**ASSIGNED TASK**
Look for the word "nested" in the entries below, then copy every line that has it.

**INPUT DATA**

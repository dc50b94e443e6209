//! The vector store and its persisted form.
//!
//! Entries live in three parallel collections (embeddings, texts, metadata)
//! that share a position. The fields are private and every mutation goes
//! through [`VectorStore::push`], so the collections always have the same
//! length and every embedding has the same dimension.

use std::path::Path;

use askwhy_embeddings::{Embedding, ensure_dimension};
use serde::{Deserialize, Serialize};
use tokio::fs;
use tracing::{debug, info, warn};

use crate::error::{Result, RetrievalError};
use crate::message::MessageMetadata;

/// Version written into every persisted store.
pub const STORE_SCHEMA_VERSION: u32 = 1;

/// A borrowed view of one stored entry.
#[derive(Debug, Clone, Copy, PartialEq)]
pub struct StoreEntry<'a> {
    pub index: usize,
    pub embedding: &'a [f32],
    pub text: &'a str,
    pub metadata: &'a MessageMetadata,
}

/// In-memory collection of (embedding, text, metadata) triples.
#[derive(Debug, Clone, Default, PartialEq)]
pub struct VectorStore {
    /// Dimension shared by all embeddings, `None` while empty.
    dimension: Option<usize>,
    embeddings: Vec<Embedding>,
    texts: Vec<String>,
    metadata: Vec<MessageMetadata>,
}

impl VectorStore {
    /// Create an empty store.
    pub fn new() -> Self {
        Self::default()
    }

    /// Append one entry to all three collections.
    ///
    /// The first entry fixes the dimension of the store.
    pub fn push(
        &mut self,
        embedding: Embedding,
        text: impl Into<String>,
        metadata: MessageMetadata,
    ) -> Result<()> {
        if embedding.is_empty() {
            return Err(RetrievalError::InvalidStore(
                "cannot store an empty embedding".to_string(),
            ));
        }
        match self.dimension {
            Some(expected) => ensure_dimension(expected, &embedding)?,
            None => self.dimension = Some(embedding.len()),
        }

        self.embeddings.push(embedding);
        self.texts.push(text.into());
        self.metadata.push(metadata);
        Ok(())
    }

    /// Number of entries.
    pub fn len(&self) -> usize {
        self.embeddings.len()
    }

    /// Whether the store has no entries.
    pub fn is_empty(&self) -> bool {
        self.embeddings.is_empty()
    }

    /// Dimension of the stored embeddings, `None` while empty.
    pub fn dimension(&self) -> Option<usize> {
        self.dimension
    }

    /// All embeddings in insertion order.
    pub fn embeddings(&self) -> &[Embedding] {
        &self.embeddings
    }

    /// All texts in insertion order.
    pub fn texts(&self) -> &[String] {
        &self.texts
    }

    /// Get the entry at `index`.
    pub fn entry(&self, index: usize) -> Option<StoreEntry<'_>> {
        Some(StoreEntry {
            index,
            embedding: self.embeddings.get(index)?,
            text: self.texts.get(index)?,
            metadata: self.metadata.get(index)?,
        })
    }

    /// Serialize the store to JSON.
    pub fn to_json(&self) -> Result<String> {
        let persisted = PersistedStoreRef {
            version: STORE_SCHEMA_VERSION,
            dimension: self.dimension.unwrap_or(0),
            embeddings: &self.embeddings,
            texts: &self.texts,
            metadata: &self.metadata,
        };
        Ok(serde_json::to_string(&persisted)?)
    }

    /// Parse and validate a persisted store.
    ///
    /// Anything other than a non-empty, version-matching, length- and
    /// dimension-consistent store is rejected.
    pub fn from_json(json: &str) -> Result<Self> {
        let persisted: PersistedStore = serde_json::from_str(json)?;

        if persisted.version != STORE_SCHEMA_VERSION {
            return Err(RetrievalError::InvalidStore(format!(
                "unsupported schema version {} (expected {STORE_SCHEMA_VERSION})",
                persisted.version
            )));
        }

        let len = persisted.embeddings.len();
        if persisted.texts.len() != len || persisted.metadata.len() != len {
            return Err(RetrievalError::InvalidStore(format!(
                "collection lengths differ: {len} embeddings, {} texts, {} metadata",
                persisted.texts.len(),
                persisted.metadata.len()
            )));
        }
        if len == 0 {
            return Err(RetrievalError::InvalidStore("store is empty".to_string()));
        }

        let mut store = Self::new();
        for ((embedding, text), metadata) in persisted
            .embeddings
            .into_iter()
            .zip(persisted.texts)
            .zip(persisted.metadata)
        {
            ensure_dimension(persisted.dimension, &embedding)?;
            store.push(embedding, text, metadata)?;
        }
        Ok(store)
    }

    /// Write the store to `path`, replacing any previous file atomically.
    pub async fn persist(&self, path: impl AsRef<Path>) -> Result<()> {
        let path = path.as_ref();
        let content = self.to_json()?;

        if let Some(parent) = path.parent().filter(|p| !p.as_os_str().is_empty()) {
            fs::create_dir_all(parent).await?;
        }

        let mut temp_name = path.as_os_str().to_owned();
        temp_name.push(".tmp");
        let temp_path = Path::new(&temp_name);

        fs::write(temp_path, &content).await?;
        fs::rename(temp_path, path).await?;

        debug!("Saved {} store entries to {}", self.len(), path.display());
        Ok(())
    }

    /// Load a persisted store.
    ///
    /// Returns `None` when the file is missing or fails validation; the
    /// caller then rebuilds or serves an empty store.
    pub async fn load(path: impl AsRef<Path>) -> Option<Self> {
        let path = path.as_ref();
        let content = match fs::read_to_string(path).await {
            Ok(content) => content,
            Err(e) if e.kind() == std::io::ErrorKind::NotFound => {
                debug!("No persisted store at {}", path.display());
                return None;
            }
            Err(e) => {
                warn!("Failed to read persisted store {}: {e}", path.display());
                return None;
            }
        };

        match Self::from_json(&content) {
            Ok(store) => {
                info!(
                    "Loaded {} store entries from {}",
                    store.len(),
                    path.display()
                );
                Some(store)
            }
            Err(e) => {
                warn!("Ignoring persisted store {}: {e}", path.display());
                None
            }
        }
    }
}

#[derive(Serialize)]
struct PersistedStoreRef<'a> {
    version: u32,
    dimension: usize,
    embeddings: &'a [Embedding],
    texts: &'a [String],
    metadata: &'a [MessageMetadata],
}

#[derive(Deserialize)]
#[serde(deny_unknown_fields)]
struct PersistedStore {
    version: u32,
    dimension: usize,
    embeddings: Vec<Embedding>,
    texts: Vec<String>,
    metadata: Vec<MessageMetadata>,
}

#[cfg(test)]
mod tests {
    use super::*;
    use pretty_assertions::assert_eq;
    use tempfile::TempDir;

    fn meta(timestamp: &str, side: &str) -> MessageMetadata {
        MessageMetadata {
            timestamp: timestamp.to_string(),
            side: side.to_string(),
        }
    }

    fn sample_store() -> VectorStore {
        let mut store = VectorStore::new();
        store
            .push(vec![0.1, 0.2, 0.3], "A: lunch at noon", meta("t1", "left"))
            .unwrap();
        store
            .push(
                vec![-0.123_456_79, 1.0e-7, 42.5],
                "B: gym at 6pm",
                meta("t2", "right"),
            )
            .unwrap();
        store
    }

    #[test]
    fn test_push_keeps_collections_aligned() {
        let store = sample_store();
        assert_eq!(store.len(), 2);
        assert_eq!(store.dimension(), Some(3));
        assert_eq!(store.texts().len(), store.embeddings().len());

        let entry = store.entry(1).unwrap();
        assert_eq!(entry.text, "B: gym at 6pm");
        assert_eq!(entry.metadata.side, "right");
        assert!(store.entry(2).is_none());
    }

    #[test]
    fn test_push_rejects_other_dimension() {
        let mut store = sample_store();
        let err = store
            .push(vec![1.0, 0.0], "C: hello", meta("t3", "left"))
            .unwrap_err();
        assert!(matches!(
            err,
            RetrievalError::DimensionMismatch {
                expected: 3,
                actual: 2
            }
        ));
        assert_eq!(store.len(), 2);
    }

    #[test]
    fn test_json_round_trip() {
        let store = sample_store();
        let restored = VectorStore::from_json(&store.to_json().unwrap()).unwrap();
        assert_eq!(restored.texts(), store.texts());
        assert_eq!(restored.dimension(), store.dimension());
        assert_eq!(restored.entry(1).unwrap().metadata, store.entry(1).unwrap().metadata);
        assert_embeddings_close(&restored, &store);
    }

    fn assert_embeddings_close(a: &VectorStore, b: &VectorStore) {
        assert_eq!(a.len(), b.len());
        for (left, right) in a.embeddings().iter().zip(b.embeddings()) {
            for (x, y) in left.iter().zip(right) {
                assert!((x - y).abs() <= f32::EPSILON * y.abs().max(1.0), "{x} != {y}");
            }
        }
    }

    #[test]
    fn test_from_json_rejects_wrong_version() {
        let json = r#"{"version": 2, "dimension": 1, "embeddings": [[1.0]],
            "texts": ["a"], "metadata": [{"timestamp": "t", "side": "l"}]}"#;
        assert!(matches!(
            VectorStore::from_json(json),
            Err(RetrievalError::InvalidStore(_))
        ));
    }

    #[test]
    fn test_from_json_rejects_length_mismatch() {
        let json = r#"{"version": 1, "dimension": 1, "embeddings": [[1.0], [0.5]],
            "texts": ["a"], "metadata": [{"timestamp": "t", "side": "l"}]}"#;
        assert!(matches!(
            VectorStore::from_json(json),
            Err(RetrievalError::InvalidStore(_))
        ));
    }

    #[test]
    fn test_from_json_rejects_ragged_embeddings() {
        let json = r#"{"version": 1, "dimension": 2, "embeddings": [[1.0, 0.0], [0.5]],
            "texts": ["a", "b"],
            "metadata": [{"timestamp": "t", "side": "l"}, {"timestamp": "t", "side": "r"}]}"#;
        assert!(matches!(
            VectorStore::from_json(json),
            Err(RetrievalError::DimensionMismatch { .. })
        ));
    }

    #[test]
    fn test_from_json_rejects_legacy_tuple_shape() {
        let json = r#"[[[1.0, 0.0]], ["a"]]"#;
        assert!(VectorStore::from_json(json).is_err());
    }

    #[test]
    fn test_from_json_rejects_empty_store() {
        assert!(VectorStore::from_json(&VectorStore::new().to_json().unwrap()).is_err());
    }

    #[tokio::test]
    async fn test_persist_and_load_round_trip() {
        let temp_dir = TempDir::new().unwrap();
        let path = temp_dir.path().join("nested/store.json");
        let store = sample_store();

        store.persist(&path).await.unwrap();
        let loaded = VectorStore::load(&path).await.unwrap();

        assert_eq!(loaded.texts(), store.texts());
        assert_eq!(loaded.entry(0).unwrap().metadata, store.entry(0).unwrap().metadata);
        assert_embeddings_close(&loaded, &store);
        assert!(!temp_dir.path().join("nested/store.json.tmp").exists());
    }

    #[tokio::test]
    async fn test_persist_replaces_previous_file() {
        let temp_dir = TempDir::new().unwrap();
        let path = temp_dir.path().join("store.json");

        sample_store().persist(&path).await.unwrap();
        let mut smaller = VectorStore::new();
        smaller.push(vec![1.0], "only", meta("t", "left")).unwrap();
        smaller.persist(&path).await.unwrap();

        assert_eq!(VectorStore::load(&path).await.unwrap().len(), 1);
    }

    #[tokio::test]
    async fn test_load_missing_or_corrupt_is_absent() {
        let temp_dir = TempDir::new().unwrap();
        let path = temp_dir.path().join("store.json");
        assert!(VectorStore::load(&path).await.is_none());

        std::fs::write(&path, b"\x80not json").unwrap();
        assert!(VectorStore::load(&path).await.is_none());
    }
}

**RESPONSE AREA**
        let path = temp_dir.path().join("nested/store.json");
        assert!(!temp_dir.path().join("nested/store.json.tmp").exists());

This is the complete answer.